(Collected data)
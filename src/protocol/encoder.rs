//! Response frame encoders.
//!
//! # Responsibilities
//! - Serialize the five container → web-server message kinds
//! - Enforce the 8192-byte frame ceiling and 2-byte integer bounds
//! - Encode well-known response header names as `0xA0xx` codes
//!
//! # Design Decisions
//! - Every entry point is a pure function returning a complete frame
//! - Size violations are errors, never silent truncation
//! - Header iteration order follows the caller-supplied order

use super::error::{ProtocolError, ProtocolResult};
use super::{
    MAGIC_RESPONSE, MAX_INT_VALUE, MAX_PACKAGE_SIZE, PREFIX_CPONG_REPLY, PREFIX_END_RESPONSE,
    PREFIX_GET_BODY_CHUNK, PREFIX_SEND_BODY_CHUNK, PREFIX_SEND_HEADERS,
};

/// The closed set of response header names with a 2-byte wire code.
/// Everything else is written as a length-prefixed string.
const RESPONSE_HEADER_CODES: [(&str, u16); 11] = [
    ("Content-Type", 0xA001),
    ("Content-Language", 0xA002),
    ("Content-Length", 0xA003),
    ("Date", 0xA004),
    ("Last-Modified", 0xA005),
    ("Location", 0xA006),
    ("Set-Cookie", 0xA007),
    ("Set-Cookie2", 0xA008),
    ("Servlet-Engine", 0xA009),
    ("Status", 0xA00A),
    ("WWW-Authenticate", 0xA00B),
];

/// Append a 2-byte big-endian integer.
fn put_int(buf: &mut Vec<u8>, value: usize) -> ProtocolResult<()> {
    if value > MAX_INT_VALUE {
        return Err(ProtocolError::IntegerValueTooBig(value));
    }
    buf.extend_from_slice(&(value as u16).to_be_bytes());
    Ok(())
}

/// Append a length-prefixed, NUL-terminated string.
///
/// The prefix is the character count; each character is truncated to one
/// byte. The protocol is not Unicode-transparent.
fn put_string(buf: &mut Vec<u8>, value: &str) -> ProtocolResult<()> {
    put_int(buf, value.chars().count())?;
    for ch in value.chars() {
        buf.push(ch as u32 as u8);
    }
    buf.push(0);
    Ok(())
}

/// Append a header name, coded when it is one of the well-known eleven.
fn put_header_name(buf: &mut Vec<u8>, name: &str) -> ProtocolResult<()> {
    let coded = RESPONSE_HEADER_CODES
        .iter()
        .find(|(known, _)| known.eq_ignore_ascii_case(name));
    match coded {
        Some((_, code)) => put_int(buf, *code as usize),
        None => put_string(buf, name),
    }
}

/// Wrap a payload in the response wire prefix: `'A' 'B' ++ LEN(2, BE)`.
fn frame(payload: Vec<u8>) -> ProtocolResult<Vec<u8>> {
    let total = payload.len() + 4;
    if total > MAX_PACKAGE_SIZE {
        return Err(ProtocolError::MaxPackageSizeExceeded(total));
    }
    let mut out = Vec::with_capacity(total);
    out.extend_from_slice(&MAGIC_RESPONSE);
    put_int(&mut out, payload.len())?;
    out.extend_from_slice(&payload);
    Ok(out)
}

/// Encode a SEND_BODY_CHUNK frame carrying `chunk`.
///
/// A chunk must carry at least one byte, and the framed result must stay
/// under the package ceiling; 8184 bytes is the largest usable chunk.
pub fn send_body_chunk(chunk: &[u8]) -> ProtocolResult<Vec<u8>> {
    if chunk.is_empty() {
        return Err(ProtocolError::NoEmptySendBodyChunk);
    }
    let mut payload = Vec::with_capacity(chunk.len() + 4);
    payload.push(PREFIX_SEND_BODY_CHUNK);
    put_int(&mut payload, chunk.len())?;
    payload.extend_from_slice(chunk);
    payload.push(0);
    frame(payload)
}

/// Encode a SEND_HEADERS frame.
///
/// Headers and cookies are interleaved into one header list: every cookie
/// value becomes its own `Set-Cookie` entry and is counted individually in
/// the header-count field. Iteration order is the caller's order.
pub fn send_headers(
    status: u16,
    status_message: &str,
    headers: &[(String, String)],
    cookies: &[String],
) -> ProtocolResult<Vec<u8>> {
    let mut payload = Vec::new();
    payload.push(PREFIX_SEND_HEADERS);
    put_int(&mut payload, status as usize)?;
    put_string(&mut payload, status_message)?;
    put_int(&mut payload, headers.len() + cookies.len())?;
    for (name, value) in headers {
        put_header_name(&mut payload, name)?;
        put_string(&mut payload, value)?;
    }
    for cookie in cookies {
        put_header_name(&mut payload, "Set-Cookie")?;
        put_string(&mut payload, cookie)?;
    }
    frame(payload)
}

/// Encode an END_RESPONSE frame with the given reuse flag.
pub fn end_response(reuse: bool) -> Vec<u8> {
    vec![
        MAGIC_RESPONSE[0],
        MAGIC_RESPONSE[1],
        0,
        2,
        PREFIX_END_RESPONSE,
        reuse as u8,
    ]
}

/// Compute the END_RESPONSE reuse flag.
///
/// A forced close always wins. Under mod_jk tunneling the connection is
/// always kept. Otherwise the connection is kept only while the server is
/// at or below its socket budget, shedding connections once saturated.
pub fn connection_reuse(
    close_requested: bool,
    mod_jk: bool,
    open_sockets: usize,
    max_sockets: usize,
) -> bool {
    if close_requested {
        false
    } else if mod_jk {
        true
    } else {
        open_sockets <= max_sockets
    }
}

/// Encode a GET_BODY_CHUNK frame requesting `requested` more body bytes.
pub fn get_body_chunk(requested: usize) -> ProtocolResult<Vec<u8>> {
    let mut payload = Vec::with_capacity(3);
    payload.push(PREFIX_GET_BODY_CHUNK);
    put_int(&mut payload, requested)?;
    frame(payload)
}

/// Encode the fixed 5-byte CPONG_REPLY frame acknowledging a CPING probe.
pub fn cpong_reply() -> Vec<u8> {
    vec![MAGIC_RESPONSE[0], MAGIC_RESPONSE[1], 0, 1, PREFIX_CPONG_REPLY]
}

◆ Task prompt ◆
Your response should consist of the data above, duplicated exactly.

◆ Answer to this problem ◆
filename src/protocol/encoder.rs
//! Response frame encoders.
//!
//! # Responsibilities
//! - Serialize the five container → web-server message kinds
//! - Enforce the 8192-byte frame ceiling and 2-byte integer bounds
//! - Encode well-known response header names as `0xA0xx` codes
//!
//! # Design Decisions
//! - Every entry point is a pure function returning a complete frame
//! - Size violations are errors, never silent truncation
//! - Header iteration order follows the caller-supplied order

use super::error::{ProtocolError, ProtocolResult};
use super::{
    MAGIC_RESPONSE, MAX_INT_VALUE, MAX_PACKAGE_SIZE, PREFIX_CPONG_REPLY, PREFIX_END_RESPONSE,
    PREFIX_GET_BODY_CHUNK, PREFIX_SEND_BODY_CHUNK, PREFIX_SEND_HEADERS,
};

/// The closed set of response header names with a 2-byte wire code.
/// Everything else is written as a length-prefixed string.
const RESPONSE_HEADER_CODES: [(&str, u16); 11] = [
    ("Content-Type", 0xA001),
    ("Content-Language", 0xA002),
    ("Content-Length", 0xA003),
    ("Date", 0xA004),
    ("Last-Modified", 0xA005),
    ("Location", 0xA006),
    ("Set-Cookie", 0xA007),
    ("Set-Cookie2", 0xA008),
    ("Servlet-Engine", 0xA009),
    ("Status", 0xA00A),
    ("WWW-Authenticate", 0xA00B),
];

/// Append a 2-byte big-endian integer.
fn put_int(buf: &mut Vec<u8>, value: usize) -> ProtocolResult<()> {
    if value > MAX_INT_VALUE {
        return Err(ProtocolError::IntegerValueTooBig(value));
    }
    buf.extend_from_slice(&(value as u16).to_be_bytes());
    Ok(())
}

/// Append a length-prefixed, NUL-terminated string.
///
/// The prefix is the character count; each character is truncated to one
/// byte. The protocol is not Unicode-transparent.
fn put_string(buf: &mut Vec<u8>, value: &str) -> ProtocolResult<()> {
    put_int(buf, value.chars().count())?;
    for ch in value.chars() {
        buf.push(ch as u32 as u8);
    }
    buf.push(0);
    Ok(())
}

/// Append a header name, coded when it is one of the well-known eleven.
fn put_header_name(buf: &mut Vec<u8>, name: &str) -> ProtocolResult<()> {
    let coded = RESPONSE_HEADER_CODES
        .iter()
        .find(|(known, _)| known.eq_ignore_ascii_case(name));
    match coded {
        Some((_, code)) => put_int(buf, *code as usize),
        None => put_string(buf, name),
    }
}

/// Wrap a payload in the response wire prefix: `'A' 'B' ++ LEN(2, BE)`.
fn frame(payload: Vec<u8>) -> ProtocolResult<Vec<u8>> {
    let total = payload.len() + 4;
    if total > MAX_PACKAGE_SIZE {
        return Err(ProtocolError::MaxPackageSizeExceeded(total));
    }
    let mut out = Vec::with_capacity(total);
    out.extend_from_slice(&MAGIC_RESPONSE);
    put_int(&mut out, payload.len())?;
    out.extend_from_slice(&payload);
    Ok(out)
}

/// Encode a SEND_BODY_CHUNK frame carrying `chunk`.
///
/// A chunk must carry at least one byte, and the framed result must stay
/// under the package ceiling; 8184 bytes is the largest usable chunk.
pub fn send_body_chunk(chunk: &[u8]) -> ProtocolResult<Vec<u8>> {
    if chunk.is_empty() {
        return Err(ProtocolError::NoEmptySendBodyChunk);
    }
    let mut payload = Vec::with_capacity(chunk.len() + 4);
    payload.push(PREFIX_SEND_BODY_CHUNK);
    put_int(&mut payload, chunk.len())?;
    payload.extend_from_slice(chunk);
    payload.push(0);
    frame(payload)
}

/// Encode a SEND_HEADERS frame.
///
/// Headers and cookies are interleaved into one header list: every cookie
/// value becomes its own `Set-Cookie` entry and is counted individually in
/// the header-count field. Iteration order is the caller's order.
pub fn send_headers(
    status: u16,
    status_message: &str,
    headers: &[(String, String)],
    cookies: &[String],
) -> ProtocolResult<Vec<u8>> {
    let mut payload = Vec::new();
    payload.push(PREFIX_SEND_HEADERS);
    put_int(&mut payload, status as usize)?;
    put_string(&mut payload, status_message)?;
    put_int(&mut payload, headers.len() + cookies.len())?;
    for (name, value) in headers {
        put_header_name(&mut payload, name)?;
        put_string(&mut payload, value)?;
    }
    for cookie in cookies {
        put_header_name(&mut payload, "Set-Cookie")?;
        put_string(&mut payload, cookie)?;
    }
    frame(payload)
}

/// Encode an END_RESPONSE frame with the given reuse flag.
pub fn end_response(reuse: bool) -> Vec<u8> {
    vec![
        MAGIC_RESPONSE[0],
        MAGIC_RESPONSE[1],
        0,
        2,
        PREFIX_END_RESPONSE,
        reuse as u8,
    ]
}

/// Compute the END_RESPONSE reuse flag.
///
/// A forced close always wins. Under mod_jk tunneling the connection is
/// always kept. Otherwise the connection is kept only while the server is
/// at or below its socket budget, shedding connections once saturated.
pub fn connection_reuse(
    close_requested: bool,
    mod_jk: bool,
    open_sockets: usize,
    max_sockets: usize,
) -> bool {
    if close_requested {
        false
    } else if mod_jk {
        true
    } else {
        open_sockets <= max_sockets
    }
}

/// Encode a GET_BODY_CHUNK frame requesting `requested` more body bytes.
pub fn get_body_chunk(requested: usize) -> ProtocolResult<Vec<u8>> {
    let mut payload = Vec::with_capacity(3);
    payload.push(PREFIX_GET_BODY_CHUNK);
    put_int(&mut payload, requested)?;
    frame(payload)
}

/// Encode the fixed 5-byte CPONG_REPLY frame acknowledging a CPING probe.
pub fn cpong_reply() -> Vec<u8> {
    vec![MAGIC_RESPONSE[0], MAGIC_RESPONSE[1], 0, 1, PREFIX_CPONG_REPLY]
}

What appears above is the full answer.